The answer must be every line from the entries below that contains "relayd".

(Data section begins)

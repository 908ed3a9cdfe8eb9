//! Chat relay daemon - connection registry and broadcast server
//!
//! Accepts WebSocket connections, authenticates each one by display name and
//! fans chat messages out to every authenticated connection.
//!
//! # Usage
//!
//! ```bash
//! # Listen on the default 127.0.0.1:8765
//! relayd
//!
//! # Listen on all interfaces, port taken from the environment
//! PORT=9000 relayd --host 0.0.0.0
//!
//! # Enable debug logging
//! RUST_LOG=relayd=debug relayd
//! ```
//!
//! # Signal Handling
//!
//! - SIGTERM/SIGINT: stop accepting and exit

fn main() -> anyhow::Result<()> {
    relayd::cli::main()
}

(Data section ends)
(Data section begins)

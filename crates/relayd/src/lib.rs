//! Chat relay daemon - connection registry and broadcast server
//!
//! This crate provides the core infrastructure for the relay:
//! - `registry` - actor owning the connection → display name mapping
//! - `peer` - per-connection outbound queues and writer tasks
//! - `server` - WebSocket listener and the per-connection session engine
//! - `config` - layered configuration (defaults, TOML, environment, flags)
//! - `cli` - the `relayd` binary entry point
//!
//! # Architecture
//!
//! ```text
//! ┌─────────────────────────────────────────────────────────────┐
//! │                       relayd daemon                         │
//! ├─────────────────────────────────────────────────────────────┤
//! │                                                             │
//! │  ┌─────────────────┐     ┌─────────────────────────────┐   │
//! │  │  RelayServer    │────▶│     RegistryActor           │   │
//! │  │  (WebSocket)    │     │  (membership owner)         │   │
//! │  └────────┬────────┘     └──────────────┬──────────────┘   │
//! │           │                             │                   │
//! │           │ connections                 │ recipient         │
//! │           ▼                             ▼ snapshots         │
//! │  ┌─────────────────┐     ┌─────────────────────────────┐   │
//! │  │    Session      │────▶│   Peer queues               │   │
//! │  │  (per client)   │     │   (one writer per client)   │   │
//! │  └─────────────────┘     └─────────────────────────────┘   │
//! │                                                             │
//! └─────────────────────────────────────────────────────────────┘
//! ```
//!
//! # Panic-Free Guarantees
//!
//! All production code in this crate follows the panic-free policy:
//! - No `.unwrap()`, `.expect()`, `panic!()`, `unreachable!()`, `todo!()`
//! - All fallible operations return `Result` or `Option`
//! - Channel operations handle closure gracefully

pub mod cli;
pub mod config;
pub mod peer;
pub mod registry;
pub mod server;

(Data section ends)

__Solution__
//! relayd
//! PORT=9000 relayd --host 0.0.0.0
//! RUST_LOG=relayd=debug relayd
    relayd::cli::main()
filename crates/relayd/src/lib.rs
//! - `cli` - the `relayd` binary entry point
//! │                       relayd daemon                         │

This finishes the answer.